*Exercise aim*:
Starting from the line that contains "pub fn no_matching_constructor(class: impl", output every remaining line of the records below exactly as it appears, that line and the last one included.

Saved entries
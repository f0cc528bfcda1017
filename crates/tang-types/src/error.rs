//! Error types for class-hierarchy lookups

/// Errors reported by a [`ClassHierarchy`](crate::ClassHierarchy)
#[derive(Debug, Clone, PartialEq, Eq, thiserror::Error)]
pub enum HierarchyError {
    /// No node registered under the full name
    #[error("name not found: {0}")]
    NameNotFound(String),

    /// Full name failed validation
    #[error("invalid name '{name}': {reason}")]
    InvalidName {
        /// Rejected name
        name: String,
        /// What is wrong with it
        reason: String,
    },

    /// A node with the same full name already exists
    #[error("duplicate node: {0}")]
    DuplicateNode(String),

    /// Operation needs a class node
    #[error("{0} is not a class")]
    NotAClass(String),

    /// No constructor takes exactly the given parameter identities
    #[error("no constructor of {class} matches arguments ({})", args.join(", "))]
    NoMatchingConstructor {
        /// Class searched
        class: String,
        /// Parameter full names, in order
        args: Vec<String>,
    },

    /// Value could not be parsed for the node
    #[error("cannot parse '{value}' for {name}: {reason}")]
    ParseFailed {
        /// Node the value was meant for
        name: String,
        /// Rejected string form
        value: String,
        /// Parser message
        reason: String,
    },
}

impl HierarchyError {
    /// Create invalid name error
    pub fn invalid_name(name: impl Into<String>, reason: impl Into<String>) -> Self {
        Self::InvalidName {
            name: name.into(),
            reason: reason.into(),
        }
    }

    /// Create no-matching-constructor error
    pub fn no_matching_constructor(class: impl Into<String>, args: Vec<String>) -> Self {
        Self::NoMatchingConstructor {
            class: class.into(),
            args,
        }
    }

    /// Create parse failure error
    pub fn parse_failed(
        name: impl Into<String>,
        value: impl Into<String>,
        reason: impl Into<String>,
    ) -> Self {
        Self::ParseFailed {
            name: name.into(),
            value: value.into(),
            reason: reason.into(),
        }
    }

    /// True when a referenced name or signature is unknown to the hierarchy
    #[must_use]
    pub fn is_unresolved(&self) -> bool {
        matches!(
            self,
            Self::NameNotFound(_) | Self::NoMatchingConstructor { .. }
        )
    }
}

*Expected output*:
    pub fn no_matching_constructor(class: impl Into<String>, args: Vec<String>) -> Self {
        Self::NoMatchingConstructor {
            class: class.into(),
            args,
        }
    }

    /// Create parse failure error
    pub fn parse_failed(
        name: impl Into<String>,
        value: impl Into<String>,
        reason: impl Into<String>,
    ) -> Self {
        Self::ParseFailed {
            name: name.into(),
            value: value.into(),
            reason: reason.into(),
        }
    }

    /// True when a referenced name or signature is unknown to the hierarchy
    #[must_use]
    pub fn is_unresolved(&self) -> bool {
        matches!(
            self,
            Self::NameNotFound(_) | Self::NoMatchingConstructor { .. }
        )
    }
}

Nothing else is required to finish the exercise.